A settlement was finalized March 5 between the nation’s second-largest bank and 22 investors who purchased $174 million in subprime mortgage-backed securities. Still haunted by the ghost of Countrywide Financial Corp. seven years after its acquisition, Bank of America Corp. (BofA) will finally be rid of the failed bank’s liabilities — to the tune of $8.5 billion. The settlement was approved by the New York Supreme Court Appellate Division.
The appellate court’s decision ends four years of hotly contested litigation in the case. In 2011, BofA agreed to the settlement to resolve claims from investors who purchased shaky mortgage-backed securities from Countrywide before it went belly up during the financial crisis.
A small group of investors, however, opposed the deal, claiming trustee Bank of New York Mellon (BNY) failed to show sufficient evidence that the settlement would adequately compensate them for their losses.

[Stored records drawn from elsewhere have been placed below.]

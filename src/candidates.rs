//! Weighted candidate aggregation.
//!
//! Fingerprint matches and embedded tags both propose values for the artist
//! and title of a file.  Each proposal adds weight to its candidate string;
//! tags count more than a single fingerprint match because they were written
//! for this exact file rather than inferred from its audio.

use std::collections::HashMap;

/// Matches must score strictly above this confidence to be counted.
pub const DEFAULT_THRESHOLD: f64 = 0.90;

/// Weight added for every embedded tag value.
pub const DEFAULT_TAG_WEIGHT: u32 = 2;

/// One result from the fingerprint lookup service.
#[derive(Debug, Clone, PartialEq)]
pub struct ScoredMatch {
    /// Match confidence in `[0, 1]`
    pub confidence: f64,
    /// MusicBrainz recording ID
    pub recording_id: String,
    pub title: Option<String>,
    pub artist: Option<String>,
}

impl ScoredMatch {
    /// The value of `field`, but only when the match is complete.
    ///
    /// A match missing either its artist or its title is useless for both
    /// fields, so this returns `None` for both in that case.
    pub fn field(&self, field: Field) -> Option<&str> {
        match (self.artist.as_deref(), self.title.as_deref()) {
            (Some(artist), Some(title)) => Some(match field {
                Field::Artist => artist,
                Field::Title => title,
            }),
            _ => None,
        }
    }
}

/// Which label a candidate set is being built for.
#[derive(Debug, Clone, Copy, PartialEq, Eq, Hash)]
pub enum Field {
    Artist,
    Title,
}

impl Field {
    pub fn name(self) -> &'static str {
        match self {
            Field::Artist => "artist",
            Field::Title => "title",
        }
    }
}

impl std::fmt::Display for Field {
    fn fmt(&self, f: &mut std::fmt::Formatter<'_>) -> std::fmt::Result {
        f.write_str(self.name())
    }
}

/// Accumulated weight per candidate string.
///
/// Keys are compared exactly (case-sensitive, no normalization).  Every
/// stored weight is at least 1.
#[derive(Debug, Clone, Default, PartialEq, Eq)]
pub struct CandidateWeights {
    weights: HashMap<String, u32>,
}

impl CandidateWeights {
    pub fn new() -> Self {
        Self::default()
    }

    /// Add `weight` to `candidate`, saturating at `u32::MAX`.  Adding zero
    /// is a no-op so the "every key has weight >= 1" invariant holds.
    pub fn add(&mut self, candidate: &str, weight: u32) {
        if weight == 0 {
            return;
        }
        let total = self.weights.entry(candidate.to_string()).or_insert(0);
        *total = total.saturating_add(weight);
    }

    /// Fold another set of weights into this one.
    pub fn merge(&mut self, other: &CandidateWeights) {
        for (candidate, &weight) in &other.weights {
            self.add(candidate, weight);
        }
    }

    pub fn get(&self, candidate: &str) -> Option<u32> {
        self.weights.get(candidate).copied()
    }

    pub fn len(&self) -> usize {
        self.weights.len()
    }

    pub fn is_empty(&self) -> bool {
        self.weights.is_empty()
    }

    pub fn iter(&self) -> impl Iterator<Item = (&str, u32)> {
        self.weights.iter().map(|(k, &v)| (k.as_str(), v))
    }
}

impl<S: Into<String>> FromIterator<(S, u32)> for CandidateWeights {
    fn from_iter<I: IntoIterator<Item = (S, u32)>>(iter: I) -> Self {
        let mut weights = CandidateWeights::new();
        for (candidate, weight) in iter {
            let candidate: String = candidate.into();
            weights.add(&candidate, weight);
        }
        weights
    }
}

/// Build the candidate weights for one field.
///
/// Every complete match scoring above `threshold` adds 1 to its value for
/// `field`; every tag value adds `tag_weight`.
pub fn aggregate<S: AsRef<str>>(
    matches: &[ScoredMatch],
    tag_values: &[S],
    threshold: f64,
    tag_weight: u32,
    field: Field,
) -> CandidateWeights {
    let mut weights = CandidateWeights::new();

    for m in matches {
        if m.confidence <= threshold {
            continue;
        }
        if let Some(value) = m.field(field) {
            weights.add(value, 1);
        }
    }

    for tag in tag_values {
        weights.add(tag.as_ref(), tag_weight);
    }

    weights
}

A judge found that BNY failed to investigate claims regarding BofA’s obligations to repurchase modified loans, and BNY appealed.

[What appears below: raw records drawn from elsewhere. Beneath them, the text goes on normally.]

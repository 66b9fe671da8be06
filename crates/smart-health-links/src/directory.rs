//! C12 — an immutable in-memory directory of issuer keys and CRLs,
//! built either from a published snapshot or by fetching a list of
//! issuer URLs.

use std::collections::{HashMap, HashSet};

use serde::{Deserialize, Serialize};
use shc_crypto::error::{Result, ShcError};
use shc_crypto::jwk::EcPublicJwk;

/// A certificate revocation list for one issuer key.
#[derive(Debug, Clone, Serialize, Deserialize)]
pub struct IssuerCrl {
    pub kid: String,
    pub ctr: u64,
    #[serde(default)]
    pub rids: Vec<String>,
}

/// Keys and CRLs published by one issuer, post-merge.
#[derive(Debug, Clone, Default)]
pub struct IssuerRecord {
    pub keys: Vec<EcPublicJwk>,
    pub crls: Vec<IssuerCrl>,
}

/// A parsed CRL with its `rid` set split out from optional timestamps,
/// per the `"rid[.timestamp]"` wire encoding.
#[derive(Debug, Clone)]
pub struct ParsedCrl {
    pub kid: String,
    pub ctr: u64,
    pub rids: HashSet<String>,
    pub rid_timestamps: HashMap<String, String>,
}

fn parse_rids(raw: &[String]) -> (HashSet<String>, HashMap<String, String>) {
    let mut rids = HashSet::with_capacity(raw.len());
    let mut timestamps = HashMap::new();
    for entry in raw {
        match entry.split_once('.') {
            Some((rid, timestamp)) => {
                rids.insert(rid.to_string());
                timestamps.insert(rid.to_string(), timestamp.to_string());
            }
            None => {
                rids.insert(entry.clone());
            }
        }
    }
    (rids, timestamps)
}

impl IssuerCrl {
    pub fn parsed(&self) -> ParsedCrl {
        let (rids, rid_timestamps) = parse_rids(&self.rids);
        ParsedCrl {
            kid: self.kid.clone(),
            ctr: self.ctr,
            rids,
            rid_timestamps,
        }
    }
}

#[derive(Debug, Clone, Deserialize)]
struct SnapshotIssuerInfo {
    issuer: SnapshotIssuer,
    #[serde(default)]
    keys: Vec<EcPublicJwk>,
    #[serde(default)]
    crls: Vec<IssuerCrl>,
}

#[derive(Debug, Clone, Deserialize)]
struct SnapshotIssuer {
    iss: String,
}

/// A published directory snapshot, per §4.12.
#[derive(Debug, Clone, Deserialize)]
pub struct DirectorySnapshot {
    #[serde(rename = "issuerInfo")]
    issuer_info: Vec<SnapshotIssuerInfo>,
}

/// Immutable map of `iss -> {keys, crls}`.
pub struct Directory {
    records: HashMap<String, IssuerRecord>,
}

impl Directory {
    pub fn by_iss(&self, iss: &str) -> Option<&IssuerRecord> {
        self.records.get(iss)
    }

    /// Build a directory from a published snapshot, merging duplicate
    /// `iss` entries and de-duplicating keys/CRLs as described in §4.12.
    pub fn from_snapshot(snapshot: DirectorySnapshot) -> Self {
        let mut merged: HashMap<String, (Vec<EcPublicJwk>, Vec<IssuerCrl>)> = HashMap::new();
        for info in snapshot.issuer_info {
            let entry = merged.entry(info.issuer.iss).or_default();
            entry.0.extend(info.keys);
            entry.1.extend(info.crls);
        }

        let mut records = HashMap::with_capacity(merged.len());
        for (iss, (keys, crls)) in merged {
            records.insert(iss, IssuerRecord { keys: dedupe_keys(keys), crls: dedupe_crls(crls) });
        }
        Self { records }
    }

    /// Build a directory by fetching `.well-known/jwks.json` and then
    /// per-key `.well-known/crl/<kid>.json` for each issuer URL.
    /// Individual fetch failures skip that element without aborting.
    pub async fn from_issuer_urls(client: &reqwest::Client, issuers: &[String]) -> Self {
        let mut records = HashMap::with_capacity(issuers.len());
        for iss in issuers {
            let record = fetch_issuer_record(client, iss).await;
            records.insert(iss.clone(), record);
        }
        Self { records }
    }
}

async fn fetch_issuer_record(client: &reqwest::Client, iss: &str) -> IssuerRecord {
    let jwks_url = format!("{}/.well-known/jwks.json", iss.trim_end_matches('/'));
    let keys: Vec<EcPublicJwk> = match client.get(&jwks_url).send().await {
        Ok(response) => match response.json::<shc_crypto::jwk::Jwks>().await {
            Ok(jwks) => jwks.keys,
            Err(_) => Vec::new(),
        },
        Err(_) => Vec::new(),
    };

    let mut crls = Vec::with_capacity(keys.len());
    for key in &keys {
        let Some(kid) = &key.kid else { continue };
        let crl_url = format!("{}/.well-known/crl/{kid}.json", iss.trim_end_matches('/'));
        if let Ok(response) = client.get(&crl_url).send().await {
            if let Ok(crl) = response.json::<IssuerCrl>().await {
                crls.push(crl);
            }
        }
    }

    IssuerRecord { keys: dedupe_keys(keys), crls: dedupe_crls(crls) }
}

/// Keep, per `kid`, the key with the highest `crlVersion` (a key with no
/// `crlVersion` is treated as older than any key that has one).
fn dedupe_keys(keys: Vec<EcPublicJwk>) -> Vec<EcPublicJwk> {
    let mut best: HashMap<String, EcPublicJwk> = HashMap::new();
    for key in keys {
        let Some(kid) = key.kid.clone() else { continue };
        match best.get(&kid) {
            Some(existing) if existing.crl_version >= key.crl_version => {}
            _ => {
                best.insert(kid, key);
            }
        }
    }
    best.into_values().collect()
}

fn dedupe_crls(crls: Vec<IssuerCrl>) -> Vec<IssuerCrl> {
    let mut best: HashMap<String, IssuerCrl> = HashMap::new();
    for crl in crls {
        match best.get(&crl.kid) {
            Some(existing) if existing.ctr >= crl.ctr => {}
            _ => {
                best.insert(crl.kid.clone(), crl);
            }
        }
    }
    best.into_values().collect()
}

pub fn parse_snapshot(json: &str) -> Result<DirectorySnapshot> {
    serde_json::from_str(json).map_err(|e| ShcError::ShlFormat(format!("invalid directory snapshot: {e}")))
}

#[cfg(test)]
mod tests {
    use super::*;
    use serde_json::json;

    fn sample_key(kid: &str) -> EcPublicJwk {
        sample_key_with_crl_version(kid, None)
    }

    fn sample_key_with_crl_version(kid: &str, crl_version: Option<u64>) -> EcPublicJwk {
        EcPublicJwk {
            kty: "EC".to_string(),
            crv: "P-256".to_string(),
            x: "x".to_string(),
            y: "y".to_string(),
            kid: Some(kid.to_string()),
            key_use: Some("sig".to_string()),
            alg: Some("ES256".to_string()),
            crl_version,
        }
    }

    #[test]
    fn merges_duplicate_issuer_entries() {
        let snapshot_json = json!({
            "issuerInfo": [
                {"issuer": {"iss": "https://a.example"}, "keys": [sample_key("k1")], "crls": []},
                {"issuer": {"iss": "https://a.example"}, "keys": [sample_key("k2")], "crls": []},
            ]
        })
        .to_string();
        let directory = Directory::from_snapshot(parse_snapshot(&snapshot_json).unwrap());
        let record = directory.by_iss("https://a.example").unwrap();
        assert_eq!(record.keys.len(), 2);
    }

    #[test]
    fn dedupes_keys_by_kid_and_crls_by_kid_max_ctr() {
        let snapshot_json = json!({
            "issuerInfo": [{
                "issuer": {"iss": "https://a.example"},
                "keys": [sample_key("k1"), sample_key("k1")],
                "crls": [
                    {"kid": "k1", "ctr": 1, "rids": ["r1"]},
                    {"kid": "k1", "ctr": 2, "rids": ["r1", "r2.1700000000"]}
                ]
            }]
        })
        .to_string();
        let directory = Directory::from_snapshot(parse_snapshot(&snapshot_json).unwrap());
        let record = directory.by_iss("https://a.example").unwrap();
        assert_eq!(record.keys.len(), 1);
        assert_eq!(record.crls.len(), 1);
        assert_eq!(record.crls[0].ctr, 2);
    }

    #[test]
    fn dedupes_keys_by_kid_keeping_max_crl_version() {
        let snapshot_json = json!({
            "issuerInfo": [{
                "issuer": {"iss": "https://a.example"},
                "keys": [sample_key_with_crl_version("k1", Some(1)), sample_key_with_crl_version("k1", Some(3)), sample_key_with_crl_version("k1", None)],
                "crls": []
            }]
        })
        .to_string();
        let directory = Directory::from_snapshot(parse_snapshot(&snapshot_json).unwrap());
        let record = directory.by_iss("https://a.example").unwrap();
        assert_eq!(record.keys.len(), 1);
        assert_eq!(record.keys[0].crl_version, Some(3));
    }

    #[test]
    fn crl_rid_timestamp_parsing() {
        let crl = IssuerCrl {
            kid: "k1".to_string(),
            ctr: 1,
            rids: vec!["r1".to_string(), "r2.1700000000".to_string()],
        };
        let parsed = crl.parsed();
        assert!(parsed.rids.contains("r1"));
        assert!(parsed.rids.contains("r2"));
        assert_eq!(parsed.rid_timestamps.get("r2").unwrap(), "1700000000");
        assert!(!parsed.rid_timestamps.contains_key("r1"));
    }

    #[test]
    fn unknown_issuer_returns_none() {
        let snapshot_json = json!({"issuerInfo": []}).to_string();
        let directory = Directory::from_snapshot(parse_snapshot(&snapshot_json).unwrap());
        assert!(directory.by_iss("https://unknown.example").is_none());
    }
}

But the appellate court unanimously concluded that the lower court’s decision “disregarded the standard of deference due to a trustee’s exercise of discretionary judgment.” The court concluded that BNY properly obtained and considered the opinions of several highly respected outside experts, including not only the assessment of the money value of the claims, but also assessments of Countrywide’s ability to pay — estimated by experts as a maximum of $4.5 billion — and the likelihood of success of BofA’s defense against a claim of successor liability, a claim that experts warned had never been successfully applied in such a situation.

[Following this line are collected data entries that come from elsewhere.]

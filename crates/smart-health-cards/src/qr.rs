//! C7 — JWS<->numeric mapping and balanced multi-segment QR chunking
//! (§4.7, §6, §8 properties 3/4, scenario S2).

use std::collections::HashSet;

use qrcode::render::svg;
use qrcode::QrCode;
use shc_crypto::encoding::{decode_numeric_to_jws, encode_jws_to_numeric};
use shc_crypto::error::{Result, ShcError};

/// QR error-correction level, named the way the spec's capacity table
/// (§4.7) names them.
#[derive(Debug, Clone, Copy, PartialEq, Eq)]
pub enum ErrorCorrectionLevel {
    L,
    M,
    Q,
    H,
}

/// Maximum JWS length that fits in a single version-22 QR symbol at the
/// given error-correction level.
pub fn max_single_qr_size(level: ErrorCorrectionLevel) -> usize {
    match level {
        ErrorCorrectionLevel::L => 1195,
        ErrorCorrectionLevel::M => 927,
        ErrorCorrectionLevel::Q => 670,
        ErrorCorrectionLevel::H => 519,
    }
}

impl From<ErrorCorrectionLevel> for qrcode::EcLevel {
    fn from(level: ErrorCorrectionLevel) -> Self {
        match level {
            ErrorCorrectionLevel::L => qrcode::EcLevel::L,
            ErrorCorrectionLevel::M => qrcode::EcLevel::M,
            ErrorCorrectionLevel::Q => qrcode::EcLevel::Q,
            ErrorCorrectionLevel::H => qrcode::EcLevel::H,
        }
    }
}

/// Split `jws` into one or more `shc:/...` numeric chunks, each at most
/// `max` JWS characters wide (and therefore at most `2*max` numeric
/// digits), using the balanced-split rule from §4.7. When `enable_chunking`
/// is false, a `jws` longer than `max` fails rather than splitting (§4.7).
pub fn chunk_jws(jws: &str, max: usize, enable_chunking: bool) -> Result<Vec<String>> {
    if max == 0 {
        return Err(ShcError::QrCode("max chunk size must be at least 1".into()));
    }
    if jws.len() <= max {
        let numeric = encode_jws_to_numeric(jws)?;
        return Ok(vec![format!("shc:/{numeric}")]);
    }
    if !enable_chunking {
        return Err(ShcError::QrCode(format!(
            "JWS is {} characters, exceeds {max} and chunking is disabled",
            jws.len()
        )));
    }

    let chunk_count = jws.len().div_ceil(max);
    let balanced = jws.len().div_ceil(chunk_count);

    let chars: Vec<char> = jws.chars().collect();
    let mut chunks = Vec::with_capacity(chunk_count);
    let mut offset = 0;
    for index in 1..=chunk_count {
        let end = (offset + balanced).min(chars.len());
        let slice: String = chars[offset..end].iter().collect();
        let numeric = encode_jws_to_numeric(&slice)?;
        chunks.push(format!("shc:/{index}/{chunk_count}/{numeric}"));
        offset = end;
    }
    Ok(chunks)
}

/// Reassemble and decode the chunks produced by [`chunk_jws`] (or a
/// single `shc:/...` string).
pub fn decode_qr(parts: &[String]) -> Result<String> {
    if parts.is_empty() {
        return Err(ShcError::QrCode("no QR segments given".into()));
    }

    if parts.len() == 1 {
        let numeric = parts[0]
            .strip_prefix("shc:/")
            .ok_or_else(|| ShcError::QrCode("missing shc:/ prefix".into()))?;
        // A single-element array may still be one chunk of a larger set
        // (total == 1), in which case it carries the <i>/<n>/ prefix too.
        if let Some((_, numeric)) = parse_chunk_prefix(numeric) {
            return decode_numeric_to_jws(numeric);
        }
        return decode_numeric_to_jws(numeric);
    }

    let mut parsed: Vec<(u32, u32, &str)> = Vec::with_capacity(parts.len());
    for part in parts {
        let rest = part
            .strip_prefix("shc:/")
            .ok_or_else(|| ShcError::QrCode("missing shc:/ prefix".into()))?;
        let mut segments = rest.splitn(3, '/');
        let index: u32 = segments
            .next()
            .ok_or_else(|| ShcError::QrCode("missing chunk index".into()))?
            .parse()
            .map_err(|_| ShcError::QrCode("chunk index must be an integer".into()))?;
        let total: u32 = segments
            .next()
            .ok_or_else(|| ShcError::QrCode("missing chunk total".into()))?
            .parse()
            .map_err(|_| ShcError::QrCode("chunk total must be an integer".into()))?;
        let numeric = segments
            .next()
            .ok_or_else(|| ShcError::QrCode("missing numeric payload".into()))?;
        parsed.push((index, total, numeric));
    }

    let total = parsed[0].1;
    if parsed.iter().any(|(_, n, _)| *n != total) {
        return Err(ShcError::QrCode("chunks disagree on total count".into()));
    }
    if total as usize != parsed.len() {
        return Err(ShcError::QrCode(format!(
            "expected {total} chunks, got {}",
            parsed.len()
        )));
    }

    let mut seen_indices = HashSet::new();
    for (index, _, _) in &parsed {
        if *index < 1 || *index > total {
            return Err(ShcError::QrCode(format!("chunk index {index} out of range 1..={total}")));
        }
        seen_indices.insert(*index);
    }
    if seen_indices.len() != total as usize {
        return Err(ShcError::QrCode("duplicate or missing chunk index".into()));
    }

    parsed.sort_by_key(|(index, _, _)| *index);
    let numeric: String = parsed.into_iter().map(|(_, _, n)| n).collect();
    decode_numeric_to_jws(&numeric)
}

fn parse_chunk_prefix(s: &str) -> Option<(u32, &str)> {
    let mut segments = s.splitn(3, '/');
    let index: u32 = segments.next()?.parse().ok()?;
    let _total: u32 = segments.next()?.parse().ok()?;
    let numeric = segments.next()?;
    Some((index, numeric))
}

/// Render each chunk of `chunks` as an SVG QR code. Chunk 1's
/// `"shc:/"`/`"shc:/i/n/"` prefix and numeric body are encoded together;
/// QR encoders pick byte mode for the prefix and numeric mode for the
/// digit run automatically when mixed-mode segmentation is cheaper.
pub fn render_qr_svgs(chunks: &[String], level: ErrorCorrectionLevel) -> Result<Vec<String>> {
    chunks
        .iter()
        .map(|chunk| {
            let code = QrCode::with_error_correction_level(chunk.as_bytes(), level.into())
                .map_err(|e| ShcError::QrCode(format!("failed to render QR: {e}")))?;
            Ok(code
                .render()
                .min_dimensions(200, 200)
                .dark_color(svg::Color("#000000"))
                .light_color(svg::Color("#ffffff"))
                .build())
        })
        .collect()
}

#[cfg(test)]
mod tests {
    use super::*;

    #[test]
    fn s1_single_chunk_round_trip() {
        let jws = "abc.def.ghi";
        let chunks = chunk_jws(jws, 1195, true).unwrap();
        assert_eq!(chunks.len(), 1);
        assert!(chunks[0].starts_with("shc:/"));
        assert_eq!(decode_qr(&chunks).unwrap(), jws);
    }

    #[test]
    fn s2_balanced_chunking_of_length_2500() {
        let jws: String = "A".repeat(2500);
        let chunks = chunk_jws(&jws, 1195, true).unwrap();
        assert_eq!(chunks.len(), 3);
        assert!(chunks[0].starts_with("shc:/1/3/"));
        assert!(chunks[1].starts_with("shc:/2/3/"));
        assert!(chunks[2].starts_with("shc:/3/3/"));

        let lengths: Vec<usize> = chunks
            .iter()
            .map(|c| c.rsplit('/').next().unwrap().len() / 2)
            .collect();
        assert_eq!(lengths, vec![834, 834, 832]);

        assert_eq!(decode_qr(&chunks).unwrap(), jws);
    }

    #[test]
    fn chunk_round_trip_property_like_checks() {
        for len in [1usize, 500, 1195, 1196, 3000, 5000] {
            let jws: String = (0..len).map(|i| char::from(b'0' + (i % 10) as u8)).collect();
            for max in [1usize, 100, 1195] {
                let chunks = chunk_jws(&jws, max, true).unwrap();
                let restored = decode_qr(&chunks).unwrap();
                assert_eq!(restored, jws);
                let numeric_lengths: Vec<usize> = chunks
                    .iter()
                    .map(|c| c.rsplit('/').next().unwrap().len())
                    .collect();
                assert!(numeric_lengths.iter().all(|&l| l <= 2 * max));
                if numeric_lengths.len() > 1 {
                    let min = *numeric_lengths.iter().min().unwrap();
                    let max_len = *numeric_lengths.iter().max().unwrap();
                    assert!(max_len - min <= 2);
                }
            }
        }
    }

    #[test]
    fn decode_rejects_mismatched_totals() {
        let err = decode_qr(&["shc:/1/2/00".to_string(), "shc:/2/3/00".to_string()]).unwrap_err();
        assert_eq!(err.code(), "QrCode");
    }

    #[test]
    fn decode_rejects_missing_indices() {
        let err = decode_qr(&["shc:/1/3/00".to_string(), "shc:/3/3/00".to_string()]).unwrap_err();
        assert_eq!(err.code(), "QrCode");
    }

    #[test]
    fn decode_reorders_out_of_order_chunks() {
        let jws = "A".repeat(10);
        let chunks = chunk_jws(&jws, 3, true).unwrap();
        let mut shuffled = chunks.clone();
        shuffled.reverse();
        assert_eq!(decode_qr(&shuffled).unwrap(), jws);
    }

    #[test]
    fn renders_one_svg_per_chunk() {
        let jws = "A".repeat(2500);
        let chunks = chunk_jws(&jws, 1195, true).unwrap();
        let svgs = render_qr_svgs(&chunks, ErrorCorrectionLevel::L).unwrap();
        assert_eq!(svgs.len(), chunks.len());
        assert!(svgs.iter().all(|s| s.contains("svg")));
    }

    #[test]
    fn disabled_chunking_rejects_oversized_jws() {
        let jws: String = "A".repeat(2500);
        let err = chunk_jws(&jws, 1195, false).unwrap_err();
        assert_eq!(err.code(), "QrCode");
    }

    #[test]
    fn disabled_chunking_still_allows_a_jws_that_fits() {
        let jws = "abc.def.ghi";
        let chunks = chunk_jws(jws, 1195, false).unwrap();
        assert_eq!(chunks.len(), 1);
    }
}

Writing on behalf of the five-judge panel, Associate Justice David B. Saxe stated, “Nothing in the trustee’s retention, or nonretention, of experts warrants the rejection of counsel’s assessment and advice or the trustee’s ultimate decision to accept the terms of the negotiated settlement. We therefore find that the trustee did not abuse its discretion in deciding to release the claims based on the failure to repurchase the modified mortgages, and we approve the settlement in its entirety.”
Saxe’s opinion also noted that “it would have been unreasonable to decline to enter into the settlement with the expectation of obtaining a much greater judgment after years of litigation, while knowing that attempts to enforce such a judgment would likely result in the actual collection of a lesser sum than that offered in the proposed settlement.”
BofA purchased the struggling Countrywide in 2008 for $4.1 billion. Since then, BofA has shelled out more than $45 billion to other private investors, regulators and consumers to settle disputes over Countrywide’s shoddy lending practices during the subprime mortgage crisis and resulting recession.
The company has not commented on the court’s decision.